Si Maudits nous offre cet automne sa première carte de visite, le groupe ne s'articule cependant pas autour de jeunes pousses ou de musiciens obscurs, ceci expliquant l'effrontée qualité de ce galop d'essai éponyme. Malgré une renommée demeurée trop confidentielle à notre goût, The Last Embrace est un nom qui ne vous est certainement pas inconnu. Après une vingtaine d'années et cinq offrandes passé à sillonner un metal atmosphérique aux confins du progressif, le quintet a finalement décidé de s'endormir à jamais. Mais Olivier (guitares), Anthony (basse) et Christophe (batterie) ont souhaité continuer à travailler ensemble, à créer une musique toujours personnelle et exigeante. Maudits est né de cette double envie.
Ceux qui, attirés par le nom de leur ancien port d'attache, espérèrent butiner à nouveau dans ce premier effort un metal à la fois puissant et élégant gainé de chant féminin en seront toutefois pour leur frais, puisque le projet, solidement ancré dans un socle guitare/basse/batterie, est vidé de toute empreinte vocale. Ce qui ne doit absolument pas faire fuir ni les fans esseulés de The Last Embrace ni les oreilles hermétiques au format instrumental. Maudits possède suffisamment de qualités à faire valoir pour cela. Mais de quoi s'agit-il au juste ?
Les noms des indispensables Dehn Sora et William Lacalmontie (Throane, Ovtrenoir), qui gravitent à la périphérie du projet, ne doivent déjà pas vous tromper, le trio ne navigue pas (tout à fait) dans les eaux sombres du post metal lourd et apocalyptique, bien que la palette de couleurs dans laquelle trempe son univers ne soit en effet guère propice à de joyeux élans. En réalité, Maudits est indéfinissable. Insaisissable. Doom, ambient, progressif, post machin, sont les étiquettes qui lui sont collées sur la figure sans qu'aucune d'entre elles ne mette vraiment le doigt sur le style pratiqué. Tant mieux. Ce qui est certain en revanche est que ce disque a tout du jardin tranquillement cultivé, à l'ombre et à l'abri de tout impératif commercial, par des artistes mus par un bel esprit de liberté.
Raison pour laquelle ils ont opté pour une expression instrumentale, exercice périlleux s'il en est. Raison pour laquelle aussi ils n'hésitent pas à amorcer l'écoute par le titre le plus long du lot qui, durant treize minutes, suit le chemin sinueux d'une procession tout à tour massive ou aérienne, orageuse ou éthérée. Le fait que cette pièce (d'orfèvrerie) porte à la fois le nom du groupe et de l'album tend à faire d'elle une sorte de synthèse expérimentale, comme si elle avait servi de base de travail pour ses géniteurs.

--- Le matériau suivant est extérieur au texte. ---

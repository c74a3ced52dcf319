//! Repository traits
//!
//! This module defines the persistence interfaces used by the transfer manager, the cleanup
//! sweeps and the activity log batcher.
//!
//! Implementors are responsible for:
//! - Persisting transfer records and their per-chunk metadata
//! - Answering the two sweep queries (stale and stalled transfers)
//! - Bulk-writing activity log events
//!
//! All methods return a `Result` to handle potential storage errors.

use crate::activity_log::types::LogEvent;
use crate::error_handling::types::StorageError;
use crate::transfer::types::{ChunkMetadata, FileTransferRecord};
use async_trait::async_trait;
use chrono::{DateTime, Utc};

#[async_trait]
pub trait TransferRepository: Send + Sync {
    /// Inserts or replaces the record with the same `transfer_id`.
    async fn save_transfer(&self, record: &FileTransferRecord) -> Result<(), StorageError>;

    async fn find_transfer(
        &self,
        transfer_id: &str,
    ) -> Result<Option<FileTransferRecord>, StorageError>;

    /// Deletes the record and its chunk metadata. Deleting an unknown id is not an error.
    async fn delete_transfer(&self, transfer_id: &str) -> Result<(), StorageError>;

    /// Inserts or replaces the metadata of one chunk.
    async fn save_chunk(&self, transfer_id: &str, chunk: &ChunkMetadata)
        -> Result<(), StorageError>;

    /// Chunk metadata ordered by chunk number.
    async fn list_chunks(&self, transfer_id: &str) -> Result<Vec<ChunkMetadata>, StorageError>;

    /// Transfers not IN_PROGRESS whose last update is older than `cutoff`.
    async fn find_stale(
        &self,
        cutoff: DateTime<Utc>,
    ) -> Result<Vec<FileTransferRecord>, StorageError>;

    /// IN_PROGRESS transfers whose last update is older than `cutoff`.
    async fn find_stalled(
        &self,
        cutoff: DateTime<Utc>,
    ) -> Result<Vec<FileTransferRecord>, StorageError>;
}

#[async_trait]
pub trait ActivityLogRepository: Send + Sync {
    /// Persists the whole batch in one write.
    async fn save_all(&self, events: &[LogEvent]) -> Result<(), StorageError>;
}
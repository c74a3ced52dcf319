//! Failure isolation for remote I/O.

pub mod breaker_registry;
pub mod circuit_breaker;

pub use breaker_registry::CircuitBreakerRegistry;
pub use circuit_breaker::{BreakerState, CircuitBreaker, CircuitBreakerError};
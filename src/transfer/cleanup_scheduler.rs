use crate::error_handling::types::TransferError;
use crate::storage::storage_trait::TransferRepository;
use crate::transfer::transfer_manager::ChunkedTransferManager;
use chrono::{DateTime, Utc};
use log::{error, info};
use std::sync::Arc;
use std::time::Duration;

/// Outcome of one sweep.
#[derive(Debug, Clone, Default, PartialEq, Eq)]
pub struct SweepReport {
    /// Records returned by the selection query.
    pub examined: usize,
    /// Records the sweep acted on.
    pub handled: usize,
    /// Records that failed; the sweep moved on.
    pub failed: usize,
}

/// The two periodic transfer sweeps. Timing lives with the caller; each sweep takes `now`.
pub struct TransferCleanupScheduler {
    repository: Arc<dyn TransferRepository>,
    manager: Arc<ChunkedTransferManager>,
    retention: Duration,
    stalled_threshold: Duration,
}

impl TransferCleanupScheduler {
    pub fn new(
        repository: Arc<dyn TransferRepository>,
        manager: Arc<ChunkedTransferManager>,
        retention: Duration,
        stalled_threshold: Duration,
    ) -> Self {
        Self {
            repository,
            manager,
            retention,
            stalled_threshold,
        }
    }

    /// Deletes transfers that are not IN_PROGRESS and untouched for longer than the retention
    /// window, with their chunk slots and assembled artifacts.
    pub async fn sweep_stale_artifacts(
        &self,
        now: DateTime<Utc>,
    ) -> Result<SweepReport, TransferError> {
        let Some(cutoff) = cutoff(now, self.retention) else {
            return Ok(SweepReport::default());
        };
        info!("Stale transfer sweep started (cutoff {})", cutoff);
        let candidates = self.repository.find_stale(cutoff).await?;
        let mut report = SweepReport {
            examined: candidates.len(),
            ..SweepReport::default()
        };

        for record in candidates {
            match self.manager.purge_if_stale(&record.transfer_id, cutoff).await {
                Ok(Some(files)) => {
                    info!(
                        "Removed {} transfer {} and {} scratch files",
                        record.status, record.transfer_id, files
                    );
                    report.handled += 1;
                }
                Ok(None) => {}
                Err(e) => {
                    error!("Failed to remove transfer {}: {}", record.transfer_id, e);
                    report.failed += 1;
                }
            }
        }
        info!(
            "Stale transfer sweep finished: {} removed, {} failed",
            report.handled, report.failed
        );
        Ok(report)
    }

    /// Fails IN_PROGRESS transfers without an update for longer than the stalled threshold.
    /// Their files are left for the stale sweep.
    pub async fn sweep_stalled_transfers(
        &self,
        now: DateTime<Utc>,
    ) -> Result<SweepReport, TransferError> {
        let Some(cutoff) = cutoff(now, self.stalled_threshold) else {
            return Ok(SweepReport::default());
        };
        info!("Stalled transfer sweep started (cutoff {})", cutoff);
        let message = format!(
            "stalled: no progress for more than {} hours",
            self.stalled_threshold.as_secs() / 3600
        );
        let candidates = self.repository.find_stalled(cutoff).await?;
        let mut report = SweepReport {
            examined: candidates.len(),
            ..SweepReport::default()
        };

        for record in candidates {
            match self
                .manager
                .fail_if_stalled(&record.transfer_id, cutoff, &message)
                .await
            {
                Ok(true) => {
                    info!(
                        "Transfer {} marked FAILED, last update {}",
                        record.transfer_id, record.updated_at
                    );
                    report.handled += 1;
                }
                Ok(false) => {}
                Err(e) => {
                    error!("Failed to mark transfer {} as stalled: {}", record.transfer_id, e);
                    report.failed += 1;
                }
            }
        }
        info!(
            "Stalled transfer sweep finished: {} failed over, {} errors",
            report.handled, report.failed
        );
        Ok(report)
    }
}

fn cutoff(now: DateTime<Utc>, window: Duration) -> Option<DateTime<Utc>> {
    now.checked_sub_signed(chrono::Duration::from_std(window).ok()?)
}
use chrono::{DateTime, Utc};
use serde::{Deserialize, Serialize};
use std::str::FromStr;
use uuid::Uuid;

#[derive(Debug, Clone, Copy, PartialEq, Eq, Serialize, Deserialize)]
#[serde(rename_all = "UPPERCASE")]
pub enum LogStatus {
    Success,
    Failure,
}

impl LogStatus {
    pub fn as_str(&self) -> &'static str {
        match self {
            LogStatus::Success => "SUCCESS",
            LogStatus::Failure => "FAILURE",
        }
    }
}

impl FromStr for LogStatus {
    type Err = String;

    fn from_str(s: &str) -> Result<Self, Self::Err> {
        match s {
            "SUCCESS" => Ok(LogStatus::Success),
            "FAILURE" => Ok(LogStatus::Failure),
            other => Err(format!("unknown log status '{}'", other)),
        }
    }
}

/// One finished operation. Immutable once built.
#[derive(Debug, Clone, PartialEq, Eq, Serialize, Deserialize)]
#[serde(rename_all = "camelCase")]
pub struct LogEvent {
    pub user_id: Uuid,
    pub action: String,
    pub resource_id: Option<Uuid>,
    pub details: String,
    pub status: LogStatus,
    pub error_message: Option<String>,
    pub timestamp: DateTime<Utc>,
}

impl LogEvent {
    pub fn success(
        user_id: Uuid,
        action: &str,
        resource_id: Option<Uuid>,
        details: impl Into<String>,
    ) -> Self {
        Self {
            user_id,
            action: action.to_string(),
            resource_id,
            details: details.into(),
            status: LogStatus::Success,
            error_message: None,
            timestamp: Utc::now(),
        }
    }

    pub fn failure(
        user_id: Uuid,
        action: &str,
        resource_id: Option<Uuid>,
        details: impl Into<String>,
        error: impl Into<String>,
    ) -> Self {
        Self {
            user_id,
            action: action.to_string(),
            resource_id,
            details: details.into(),
            status: LogStatus::Failure,
            error_message: Some(error.into()),
            timestamp: Utc::now(),
        }
    }
}

/// Action names recorded in the activity log.
pub mod actions {
    pub const SESSION_INIT: &str = "SESSION_INIT";
    pub const SESSION_KEEPALIVE: &str = "SESSION_KEEPALIVE";
    pub const SESSION_RELEASE: &str = "SESSION_RELEASE";
    pub const COMMAND_EXECUTE: &str = "COMMAND_EXECUTE";
    pub const DIRECTORY_LIST: &str = "DIRECTORY_LIST";
    pub const TRANSFER_INIT: &str = "TRANSFER_INIT";
    pub const TRANSFER_CHUNK: &str = "TRANSFER_CHUNK";
    pub const TRANSFER_CANCEL: &str = "TRANSFER_CANCEL";
}
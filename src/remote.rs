//! Remote hosts: the session capability, its SSH binding, host key trust, the blocking worker
//! pool and command execution.

pub mod command_executor;
pub mod host_key_verifier;
pub mod remote_session;
pub mod ssh_client;
#[cfg(test)]
pub mod testing;
pub mod worker_pool;

pub use command_executor::{CommandResult, RemoteCommandExecutor};
pub use host_key_verifier::{HostKeyPolicy, HostKeyVerifier};
pub use remote_session::{ConnectionDetails, RemoteAuth, RemoteConnector, RemoteSession};
pub use worker_pool::RemoteWorkerPool;
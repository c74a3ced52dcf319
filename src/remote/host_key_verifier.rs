//! Trust decisions for remote host keys.
//!
//! Known keys are kept in memory and, when a path is configured, mirrored to a JSON file so
//! they survive restarts.

use crate::error_handling::types::RemoteError;
use base64::engine::general_purpose::{STANDARD, STANDARD_NO_PAD};
use base64::Engine;
use chrono::{DateTime, Utc};
use log::{error, info, warn};
use serde::{Deserialize, Serialize};
use sha2::{Digest, Sha256};
use std::collections::HashMap;
use std::path::PathBuf;
use std::sync::RwLock;

#[derive(Debug, Clone, Copy, PartialEq, Eq, Serialize)]
#[serde(rename_all = "SCREAMING_SNAKE_CASE")]
pub enum HostKeyPolicy {
    /// Only hosts whose key is already known may connect.
    Strict,
    /// Any key is trusted and recorded.
    AutoAccept,
}

impl HostKeyPolicy {
    /// Parses the configured value. Unknown values fall back to `AutoAccept` so a typo does
    /// not keep the service from starting.
    pub fn from_config(raw: &str) -> Self {
        match raw.trim().to_ascii_uppercase().replace('-', "_").as_str() {
            "STRICT" => HostKeyPolicy::Strict,
            "AUTO_ACCEPT" => HostKeyPolicy::AutoAccept,
            other => {
                warn!(
                    "Unknown host key policy '{}', falling back to AUTO_ACCEPT",
                    other
                );
                HostKeyPolicy::AutoAccept
            }
        }
    }
}

#[derive(Debug, Clone, PartialEq, Eq, Serialize, Deserialize)]
#[serde(rename_all = "camelCase")]
pub struct KnownHostKey {
    pub host: String,
    pub port: u16,
    pub key_type: String,
    /// Raw key blob, base64.
    pub key: String,
    pub fingerprint: String,
    pub added_at: DateTime<Utc>,
}

#[derive(Debug, Clone, Copy, PartialEq, Eq)]
pub enum HostKeyDecision {
    /// The key matched the recorded one.
    Trusted,
    /// First contact, the key was recorded.
    Recorded,
    /// The host presented a different key and the recorded one was replaced.
    Replaced,
}

/// OpenSSH style `SHA256:<base64>` fingerprint of a raw key blob.
pub fn fingerprint(key: &[u8]) -> String {
    format!("SHA256:{}", STANDARD_NO_PAD.encode(Sha256::digest(key)))
}

pub struct HostKeyVerifier {
    policy: HostKeyPolicy,
    store_path: Option<PathBuf>,
    keys: RwLock<HashMap<String, KnownHostKey>>,
}

impl HostKeyVerifier {
    /// In-memory verifier, nothing is persisted.
    pub fn new(policy: HostKeyPolicy) -> Self {
        Self {
            policy,
            store_path: None,
            keys: RwLock::new(HashMap::new()),
        }
    }

    /// Loads known keys from `path` when it exists. The file is rewritten on every change.
    pub fn with_store(policy: HostKeyPolicy, path: PathBuf) -> Result<Self, std::io::Error> {
        let mut keys = HashMap::new();
        if path.exists() {
            let raw = std::fs::read_to_string(&path)?;
            let entries: Vec<KnownHostKey> = serde_json::from_str(&raw)
                .map_err(|e| std::io::Error::new(std::io::ErrorKind::InvalidData, e))?;
            for entry in entries {
                keys.insert(host_id(&entry.host, entry.port), entry);
            }
            info!("Loaded {} known host keys from {}", keys.len(), path.display());
        }
        Ok(Self {
            policy,
            store_path: Some(path),
            keys: RwLock::new(keys),
        })
    }

    pub fn policy(&self) -> HostKeyPolicy {
        self.policy
    }

    pub fn verify(
        &self,
        host: &str,
        port: u16,
        key_type: &str,
        key: &[u8],
    ) -> Result<HostKeyDecision, RemoteError> {
        let id = host_id(host, port);
        let presented = fingerprint(key);

        let decision = {
            let mut keys = match self.keys.write() {
                Ok(guard) => guard,
                Err(poisoned) => poisoned.into_inner(),
            };
            let known = keys.get(&id).map(|k| k.fingerprint.clone());
            match (known, self.policy) {
                (Some(known), _) if known == presented => return Ok(HostKeyDecision::Trusted),
                (Some(known), HostKeyPolicy::Strict) => {
                    error!(
                        "Host key for {} changed: expected {}, got {}",
                        id, known, presented
                    );
                    return Err(RemoteError::HostKeyRejected {
                        host: id,
                        reason: "host key does not match the known key".to_string(),
                    });
                }
                (None, HostKeyPolicy::Strict) => {
                    warn!("Rejecting unknown host key {} for {}", presented, id);
                    return Err(RemoteError::HostKeyRejected {
                        host: id,
                        reason: "host is not in the known hosts".to_string(),
                    });
                }
                (known, HostKeyPolicy::AutoAccept) => {
                    keys.insert(
                        id.clone(),
                        KnownHostKey {
                            host: host.to_string(),
                            port,
                            key_type: key_type.to_string(),
                            key: STANDARD.encode(key),
                            fingerprint: presented.clone(),
                            added_at: Utc::now(),
                        },
                    );
                    match known {
                        Some(old) => {
                            warn!(
                                "Host key for {} changed from {} to {}, accepting",
                                id, old, presented
                            );
                            HostKeyDecision::Replaced
                        }
                        None => {
                            info!("Recorded host key {} for {}", presented, id);
                            HostKeyDecision::Recorded
                        }
                    }
                }
            }
        };
        self.persist();
        Ok(decision)
    }

    pub fn list(&self) -> Vec<KnownHostKey> {
        let keys = match self.keys.read() {
            Ok(guard) => guard,
            Err(poisoned) => poisoned.into_inner(),
        };
        let mut list: Vec<_> = keys.values().cloned().collect();
        list.sort_by(|a, b| (&a.host, a.port).cmp(&(&b.host, b.port)));
        list
    }

    pub fn get(&self, host: &str, port: u16) -> Option<KnownHostKey> {
        let keys = match self.keys.read() {
            Ok(guard) => guard,
            Err(poisoned) => poisoned.into_inner(),
        };
        keys.get(&host_id(host, port)).cloned()
    }

    /// Forgets the key of `host:port`. Returns false when nothing was recorded.
    pub fn remove(&self, host: &str, port: u16) -> bool {
        let removed = {
            let mut keys = match self.keys.write() {
                Ok(guard) => guard,
                Err(poisoned) => poisoned.into_inner(),
            };
            keys.remove(&host_id(host, port)).is_some()
        };
        if removed {
            info!("Removed known host key for {}", host_id(host, port));
            self.persist();
        }
        removed
    }

    fn persist(&self) {
        let Some(path) = &self.store_path else {
            return;
        };
        let entries = self.list();
        let result = serde_json::to_string_pretty(&entries)
            .map_err(|e| std::io::Error::new(std::io::ErrorKind::InvalidData, e))
            .and_then(|json| {
                if let Some(parent) = path.parent() {
                    std::fs::create_dir_all(parent)?;
                }
                std::fs::write(path, json)
            });
        if let Err(e) = result {
            error!("Failed to write known hosts to {}: {}", path.display(), e);
        }
    }
}

fn host_id(host: &str, port: u16) -> String {
    format!("{}:{}", host.to_ascii_lowercase(), port)
}

#[cfg(test)]
mod tests {
    use super::*;
    use tempfile::TempDir;

    const KEY_A: &[u8] = b"ssh-ed25519 key material A";
    const KEY_B: &[u8] = b"ssh-ed25519 key material B";

    #[test]
    fn test_policy_parsing_falls_back_to_auto_accept() {
        assert_eq!(HostKeyPolicy::from_config("STRICT"), HostKeyPolicy::Strict);
        assert_eq!(HostKeyPolicy::from_config("strict"), HostKeyPolicy::Strict);
        assert_eq!(
            HostKeyPolicy::from_config("auto-accept"),
            HostKeyPolicy::AutoAccept
        );
        assert_eq!(
            HostKeyPolicy::from_config("ASK_EVERY_TIME"),
            HostKeyPolicy::AutoAccept
        );
    }

    #[test]
    fn test_strict_rejects_unknown_host() {
        let verifier = HostKeyVerifier::new(HostKeyPolicy::Strict);
        let result = verifier.verify("db01", 22, "ssh-ed25519", KEY_A);
        assert!(matches!(
            result,
            Err(RemoteError::HostKeyRejected { host, .. }) if host == "db01:22"
        ));
        assert!(verifier.list().is_empty());
    }

    #[test]
    fn test_auto_accept_records_then_trusts() {
        let verifier = HostKeyVerifier::new(HostKeyPolicy::AutoAccept);
        assert_eq!(
            verifier.verify("db01", 22, "ssh-ed25519", KEY_A).unwrap(),
            HostKeyDecision::Recorded
        );
        assert_eq!(
            verifier.verify("DB01", 22, "ssh-ed25519", KEY_A).unwrap(),
            HostKeyDecision::Trusted
        );
        assert_eq!(
            verifier.verify("db01", 22, "ssh-ed25519", KEY_B).unwrap(),
            HostKeyDecision::Replaced
        );
        let known = verifier.get("db01", 22).unwrap();
        assert_eq!(known.fingerprint, fingerprint(KEY_B));
    }

    #[test]
    fn test_strict_trusts_persisted_key_and_rejects_changed_key() {
        let dir = TempDir::new().unwrap();
        let path = dir.path().join("known_hosts.json");

        let learning =
            HostKeyVerifier::with_store(HostKeyPolicy::AutoAccept, path.clone()).unwrap();
        learning.verify("db01", 2222, "ssh-rsa", KEY_A).unwrap();
        assert!(path.exists());

        let strict = HostKeyVerifier::with_store(HostKeyPolicy::Strict, path).unwrap();
        assert_eq!(
            strict.verify("db01", 2222, "ssh-rsa", KEY_A).unwrap(),
            HostKeyDecision::Trusted
        );
        assert!(strict.verify("db01", 2222, "ssh-rsa", KEY_B).is_err());
        assert!(strict.verify("db01", 22, "ssh-rsa", KEY_A).is_err());
    }

    #[test]
    fn test_remove_forgets_key() {
        let dir = TempDir::new().unwrap();
        let path = dir.path().join("hosts").join("known.json");
        let verifier =
            HostKeyVerifier::with_store(HostKeyPolicy::AutoAccept, path.clone()).unwrap();
        verifier.verify("web01", 22, "ssh-ed25519", KEY_A).unwrap();

        assert!(verifier.remove("web01", 22));
        assert!(!verifier.remove("web01", 22));

        let reloaded = HostKeyVerifier::with_store(HostKeyPolicy::Strict, path).unwrap();
        assert!(reloaded.list().is_empty());
    }

    #[test]
    fn test_fingerprint_format() {
        let fp = fingerprint(KEY_A);
        assert!(fp.starts_with("SHA256:"));
        assert!(!fp.ends_with('='));
    }
}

Reste que cette monumentale entrée en matière ne saurait étouffer les cinq pistes suivantes, plus ramassées mais non moins fascinantes et tout aussi aventureuses et plurielles. Percutant et tellurique, 'Résilience' a quelque chose d'un grand huit émotionnel aux multiples strates, grondant d'une tension sourde et hypnotique. Si 'Liminal' et 'Solace', qui embarque un violon aux lignes osseuses, arborent le visage le plus ambient (pour le premier) et tendre (pour le second) de ses auteurs, 'Grain Blanc' est bourré d'une énergie lourde et tempétueuse, toutefois adoucie par une orchestration mélancolique tandis que 'Im Voraus Verloren' s'enfonce dans les replis d'un doom crépusculaire sans espoir de retour où le réel hurle comme un épandage de ferraille.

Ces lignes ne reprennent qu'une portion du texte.